[[ Material for this task open ]]
//! Events that can occur in a session

use crate::transport::{ChatReply, TransportError};

/// Events that trigger state transitions
#[derive(Debug, Clone)]
pub enum SessionEvent {
    /// User pressed send
    Submit { text: String },
    /// The service answered (after any retry)
    ReplyReceived { reply: ChatReply },
    /// Every allowed attempt failed
    ExchangeFailed { error: TransportError },
}

impl SessionEvent {
    #[must_use]
    pub fn submit(text: impl Into<String>) -> Self {
        Self::Submit { text: text.into() }
    }
}
//! Conversation session state types

use serde::{Deserialize, Serialize};

/// Who produced a turn
#[derive(Debug, Clone, Copy, PartialEq, Eq, Serialize, Deserialize)]
#[serde(rename_all = "lowercase")]
pub enum Role {
    User,
    Assistant,
}

/// One message unit in the transcript
#[derive(Debug, Clone, PartialEq, Eq, Serialize, Deserialize)]
pub struct Turn {
    pub role: Role,
    pub content: String,
}

impl Turn {
    #[must_use]
    pub fn user(content: impl Into<String>) -> Self {
        Self {
            role: Role::User,
            content: content.into(),
        }
    }

    #[must_use]
    pub fn assistant(content: impl Into<String>) -> Self {
        Self {
            role: Role::Assistant,
            content: content.into(),
        }
    }
}

/// Append-only, ordered record of the conversation
#[derive(Debug, Clone, Default, PartialEq, Eq, Serialize)]
#[serde(transparent)]
pub struct Transcript(Vec<Turn>);

impl Transcript {
    pub(crate) fn push(&mut self, turn: Turn) {
        self.0.push(turn);
    }

    #[must_use]
    pub fn as_slice(&self) -> &[Turn] {
        &self.0
    }

    #[must_use]
    pub fn iter(&self) -> std::slice::Iter<'_, Turn> {
        self.0.iter()
    }

    #[must_use]
    pub fn len(&self) -> usize {
        self.0.len()
    }

    #[must_use]
    pub fn is_empty(&self) -> bool {
        self.0.is_empty()
    }

    #[must_use]
    pub fn last(&self) -> Option<&Turn> {
        self.0.last()
    }
}

impl<'a> IntoIterator for &'a Transcript {
    type Item = &'a Turn;
    type IntoIter = std::slice::Iter<'a, Turn>;

    fn into_iter(self) -> Self::IntoIter {
        self.iter()
    }
}

/// Whether an exchange is in flight
#[derive(Debug, Clone, Copy, Default, PartialEq, Eq)]
pub enum Phase {
    /// Ready for user input
    #[default]
    Idle,
    /// A request is in flight; further submissions are rejected
    Awaiting,
}

/// Everything the presentation layer renders
#[derive(Debug, Clone, Default, PartialEq, Eq)]
pub struct SessionState {
    pub transcript: Transcript,
    /// Opaque id assigned by the service after the first successful exchange
    pub thread_id: Option<String>,
    pub phase: Phase,
    /// User-facing error from the most recent failed exchange
    pub last_error: Option<String>,
}

impl SessionState {
    #[must_use]
    pub fn pending(&self) -> bool {
        self.phase == Phase::Awaiting
    }
}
[[ Material for this task closed ]]
Your answer should be each line of the data that contains the word "Role", copied as it stands.

pub enum Role {
    pub role: Role,
            role: Role::User,
            role: Role::Assistant,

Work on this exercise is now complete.